Give every entry again, word for word.

(Records from a data collection)
[Start of Attachment]
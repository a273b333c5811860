//! TutorFlow Core - shared models and collaborators for the confirmation bot.
//!
//! - **config**: State directory and file locations
//! - **lesson**: Lessons to confirm, lesson sources and duration formatting
//! - **result**: The confirmed outcome of each lesson
//! - **sink**: Where confirmed results are written

pub mod config;
pub mod error;
pub mod lesson;
pub mod result;
pub mod sink;

pub use config::{config_dir, ensure_all_dirs, env_file, results_dir, results_file, state_dir};
pub use error::{CoreError, Result};
pub use lesson::{
    format_duration, format_time_range, JsonLessonSource, Lesson, LessonSource,
    StaticLessonSource,
};
pub use result::{PaymentStatus, SessionResult};
pub use sink::{load_results, JsonlResultSink, ResultSink};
[End of Attachment]
[Written solution]
repository a273b333c5811860
//! TutorFlow Core - shared models and collaborators for the confirmation bot.
//!
//! - **config**: State directory and file locations
//! - **lesson**: Lessons to confirm, lesson sources and duration formatting
//! - **result**: The confirmed outcome of each lesson
//! - **sink**: Where confirmed results are written

pub mod config;
pub mod error;
pub mod lesson;
pub mod result;
pub mod sink;

pub use config::{config_dir, ensure_all_dirs, env_file, results_dir, results_file, state_dir};
pub use error::{CoreError, Result};
pub use lesson::{
    format_duration, format_time_range, JsonLessonSource, Lesson, LessonSource,
    StaticLessonSource,
};
pub use result::{PaymentStatus, SessionResult};
pub use sink::{load_results, JsonlResultSink, ResultSink};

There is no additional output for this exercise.